# [The problem]
The full set of entries below should be transcribed exactly.

# [Items from a dataset]

= Beginning of Section =

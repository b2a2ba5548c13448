//! The interactive loop: read a question, run one research turn, print, repeat.

use std::borrow::Cow;
use std::io::Write;

use tokio::io::{AsyncBufRead, AsyncBufReadExt};
use tracing::{debug, info, warn};

use crate::llm::CompletionClient;
use crate::research::{Coordinator, Progress, ResearchError, ResearchState, Stage};
use crate::sources::{DiscussionThread, SearchResult, SourceAdapter, SourceKind};

const PROMPT: &str = "research> ";
const SUCCESS: &str = "✔";
const FAILURE: &str = "✖";

/// Anything that can answer one research question.
pub trait Researcher {
    async fn research(
        &self,
        query: &str,
        progress: &dyn Progress,
    ) -> Result<ResearchState, ResearchError>;
}

impl<W, D, L> Researcher for Coordinator<W, D, L>
where
    W: SourceAdapter<Item = SearchResult>,
    D: SourceAdapter<Item = DiscussionThread>,
    L: CompletionClient,
{
    async fn research(
        &self,
        query: &str,
        progress: &dyn Progress,
    ) -> Result<ResearchState, ResearchError> {
        self.run_turn(query, progress).await
    }
}

#[derive(Debug, Clone, Copy, PartialEq, Eq)]
pub enum SessionState {
    Idle,
    Running,
    Terminated,
}

#[derive(Debug, PartialEq, Eq)]
pub(crate) enum Input<'a> {
    Exit,
    Blank,
    Query(&'a str),
}

pub(crate) fn classify(line: &str) -> Input<'_> {
    let line = line.trim();
    if line.is_empty() {
        Input::Blank
    } else if line.eq_ignore_ascii_case("exit") || line.eq_ignore_ascii_case("quit") {
        Input::Exit
    } else {
        Input::Query(line)
    }
}

pub struct Session<'a, R, O> {
    researcher: &'a R,
    progress: &'a dyn Progress,
    out: O,
    state: SessionState,
    turns: usize,
}

impl<'a, R: Researcher, O: Write> Session<'a, R, O> {
    pub fn new(researcher: &'a R, progress: &'a dyn Progress, out: O) -> Self {
        Self {
            researcher,
            progress,
            out,
            state: SessionState::Idle,
            turns: 0,
        }
    }

    /// Reads lines until the exit keyword or end of input. Turn failures are
    /// printed and the loop goes on; only I/O errors end it early. Bytes that are
    /// not UTF-8 are replaced rather than rejected.
    pub async fn run<I: AsyncBufRead + Unpin>(&mut self, mut input: I) -> std::io::Result<()> {
        writeln!(
            self.out,
            "Ask a question to research across Google, Bing and Reddit. Type 'exit' to quit."
        )?;
        let mut buf = Vec::new();
        while self.state != SessionState::Terminated {
            write!(self.out, "{PROMPT}")?;
            self.out.flush()?;

            buf.clear();
            if input.read_until(b'\n', &mut buf).await? == 0 {
                writeln!(self.out)?;
                self.state = SessionState::Terminated;
                continue;
            }
            let line = String::from_utf8_lossy(&buf);
            if matches!(line, Cow::Owned(_)) {
                warn!("input line is not valid UTF-8; undecodable bytes replaced");
            }
            match classify(&line) {
                Input::Blank => {}
                Input::Exit => self.state = SessionState::Terminated,
                Input::Query(query) => self.turn(query).await?,
            }
        }
        info!(turns = self.turns, "session ended");
        writeln!(self.out, "Goodbye.")?;
        Ok(())
    }

    async fn turn(&mut self, query: &str) -> std::io::Result<()> {
        self.state = SessionState::Running;
        self.turns += 1;
        debug!(turn = self.turns, "turn started");
        let outcome = self.researcher.research(query, self.progress).await;
        self.state = SessionState::Idle;

        match outcome {
            Ok(state) => write_answer(&mut self.out, &state),
            Err(e) => write_failure(&mut self.out, &e),
        }
    }
}

/// Prints the final answer followed by a one-line coverage summary.
pub fn write_answer(out: &mut impl Write, state: &ResearchState) -> std::io::Result<()> {
    writeln!(out, "\n{SUCCESS} {}\n", state.query())?;
    writeln!(out, "{}", state.final_answer().unwrap_or_default())?;
    writeln!(out, "\nCoverage: {}\n", coverage(state))
}

pub fn write_failure(out: &mut impl Write, error: &ResearchError) -> std::io::Result<()> {
    writeln!(out, "\n{FAILURE} {error}")?;
    if let Some(state) = error.state() {
        writeln!(out, "Coverage: {}", coverage(state))?;
    }
    writeln!(out)
}

fn coverage(state: &ResearchState) -> String {
    SourceKind::ALL
        .into_iter()
        .map(|kind| {
            let count = match kind {
                SourceKind::Google => state.google_results().map(<[_]>::len),
                SourceKind::Bing => state.bing_results().map(<[_]>::len),
                SourceKind::Reddit => state.reddit_results().map(<[_]>::len),
            };
            let noun = if kind == SourceKind::Reddit { "threads" } else { "results" };
            match (state.analysis(kind), count) {
                (Some(a), _) if !a.is_available() => format!(
                    "{kind} unavailable ({})",
                    a.unavailable.as_deref().unwrap_or("unknown")
                ),
                (Some(_), Some(n)) => format!("{kind} {n} {noun}"),
                _ => format!("{kind} pending"),
            }
        })
        .collect::<Vec<_>>()
        .join(", ")
}

/// Prints each stage to stdout as it happens.
pub struct ConsoleProgress;

impl Progress for ConsoleProgress {
    fn report(&self, stage: Stage) {
        match stage {
            Stage::Searching(source) => println!("  → searching {source}..."),
            Stage::Fetched { source, count } => println!("  · {source}: {count} fetched"),
            Stage::Analyzed { source, available } => {
                let outcome = if available { "analysis ready" } else { "no usable analysis" };
                println!("  · {source}: {outcome}");
            }
            Stage::Skipped { source, reason } => println!("  · {source}: skipped, {reason}"),
            Stage::Synthesizing { sources } => {
                println!("  → synthesizing answer from {sources} source(s)...")
            }
            Stage::Done => {}
        }
    }
}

= End of Section =

# [Expected answer]
repository b2a2ba5548c13448
//! The interactive loop: read a question, run one research turn, print, repeat.

use std::borrow::Cow;
use std::io::Write;

use tokio::io::{AsyncBufRead, AsyncBufReadExt};
use tracing::{debug, info, warn};

use crate::llm::CompletionClient;
use crate::research::{Coordinator, Progress, ResearchError, ResearchState, Stage};
use crate::sources::{DiscussionThread, SearchResult, SourceAdapter, SourceKind};

const PROMPT: &str = "research> ";
const SUCCESS: &str = "✔";
const FAILURE: &str = "✖";

/// Anything that can answer one research question.
pub trait Researcher {
    async fn research(
        &self,
        query: &str,
        progress: &dyn Progress,
    ) -> Result<ResearchState, ResearchError>;
}

impl<W, D, L> Researcher for Coordinator<W, D, L>
where
    W: SourceAdapter<Item = SearchResult>,
    D: SourceAdapter<Item = DiscussionThread>,
    L: CompletionClient,
{
    async fn research(
        &self,
        query: &str,
        progress: &dyn Progress,
    ) -> Result<ResearchState, ResearchError> {
        self.run_turn(query, progress).await
    }
}

#[derive(Debug, Clone, Copy, PartialEq, Eq)]
pub enum SessionState {
    Idle,
    Running,
    Terminated,
}

#[derive(Debug, PartialEq, Eq)]
pub(crate) enum Input<'a> {
    Exit,
    Blank,
    Query(&'a str),
}

pub(crate) fn classify(line: &str) -> Input<'_> {
    let line = line.trim();
    if line.is_empty() {
        Input::Blank
    } else if line.eq_ignore_ascii_case("exit") || line.eq_ignore_ascii_case("quit") {
        Input::Exit
    } else {
        Input::Query(line)
    }
}

pub struct Session<'a, R, O> {
    researcher: &'a R,
    progress: &'a dyn Progress,
    out: O,
    state: SessionState,
    turns: usize,
}

impl<'a, R: Researcher, O: Write> Session<'a, R, O> {
    pub fn new(researcher: &'a R, progress: &'a dyn Progress, out: O) -> Self {
        Self {
            researcher,
            progress,
            out,
            state: SessionState::Idle,
            turns: 0,
        }
    }

    /// Reads lines until the exit keyword or end of input. Turn failures are
    /// printed and the loop goes on; only I/O errors end it early. Bytes that are
    /// not UTF-8 are replaced rather than rejected.
    pub async fn run<I: AsyncBufRead + Unpin>(&mut self, mut input: I) -> std::io::Result<()> {
        writeln!(
            self.out,
            "Ask a question to research across Google, Bing and Reddit. Type 'exit' to quit."
        )?;
        let mut buf = Vec::new();
        while self.state != SessionState::Terminated {
            write!(self.out, "{PROMPT}")?;
            self.out.flush()?;

            buf.clear();
            if input.read_until(b'\n', &mut buf).await? == 0 {
                writeln!(self.out)?;
                self.state = SessionState::Terminated;
                continue;
            }
            let line = String::from_utf8_lossy(&buf);
            if matches!(line, Cow::Owned(_)) {
                warn!("input line is not valid UTF-8; undecodable bytes replaced");
            }
            match classify(&line) {
                Input::Blank => {}
                Input::Exit => self.state = SessionState::Terminated,
                Input::Query(query) => self.turn(query).await?,
            }
        }
        info!(turns = self.turns, "session ended");
        writeln!(self.out, "Goodbye.")?;
        Ok(())
    }

    async fn turn(&mut self, query: &str) -> std::io::Result<()> {
        self.state = SessionState::Running;
        self.turns += 1;
        debug!(turn = self.turns, "turn started");
        let outcome = self.researcher.research(query, self.progress).await;
        self.state = SessionState::Idle;

        match outcome {
            Ok(state) => write_answer(&mut self.out, &state),
            Err(e) => write_failure(&mut self.out, &e),
        }
    }
}

/// Prints the final answer followed by a one-line coverage summary.
pub fn write_answer(out: &mut impl Write, state: &ResearchState) -> std::io::Result<()> {
    writeln!(out, "\n{SUCCESS} {}\n", state.query())?;
    writeln!(out, "{}", state.final_answer().unwrap_or_default())?;
    writeln!(out, "\nCoverage: {}\n", coverage(state))
}

pub fn write_failure(out: &mut impl Write, error: &ResearchError) -> std::io::Result<()> {
    writeln!(out, "\n{FAILURE} {error}")?;
    if let Some(state) = error.state() {
        writeln!(out, "Coverage: {}", coverage(state))?;
    }
    writeln!(out)
}

fn coverage(state: &ResearchState) -> String {
    SourceKind::ALL
        .into_iter()
        .map(|kind| {
            let count = match kind {
                SourceKind::Google => state.google_results().map(<[_]>::len),
                SourceKind::Bing => state.bing_results().map(<[_]>::len),
                SourceKind::Reddit => state.reddit_results().map(<[_]>::len),
            };
            let noun = if kind == SourceKind::Reddit { "threads" } else { "results" };
            match (state.analysis(kind), count) {
                (Some(a), _) if !a.is_available() => format!(
                    "{kind} unavailable ({})",
                    a.unavailable.as_deref().unwrap_or("unknown")
                ),
                (Some(_), Some(n)) => format!("{kind} {n} {noun}"),
                _ => format!("{kind} pending"),
            }
        })
        .collect::<Vec<_>>()
        .join(", ")
}

/// Prints each stage to stdout as it happens.
pub struct ConsoleProgress;

impl Progress for ConsoleProgress {
    fn report(&self, stage: Stage) {
        match stage {
            Stage::Searching(source) => println!("  → searching {source}..."),
            Stage::Fetched { source, count } => println!("  · {source}: {count} fetched"),
            Stage::Analyzed { source, available } => {
                let outcome = if available { "analysis ready" } else { "no usable analysis" };
                println!("  · {source}: {outcome}");
            }
            Stage::Skipped { source, reason } => println!("  · {source}: skipped, {reason}"),
            Stage::Synthesizing { sources } => {
                println!("  → synthesizing answer from {sources} source(s)...")
            }
            Stage::Done => {}
        }
    }
}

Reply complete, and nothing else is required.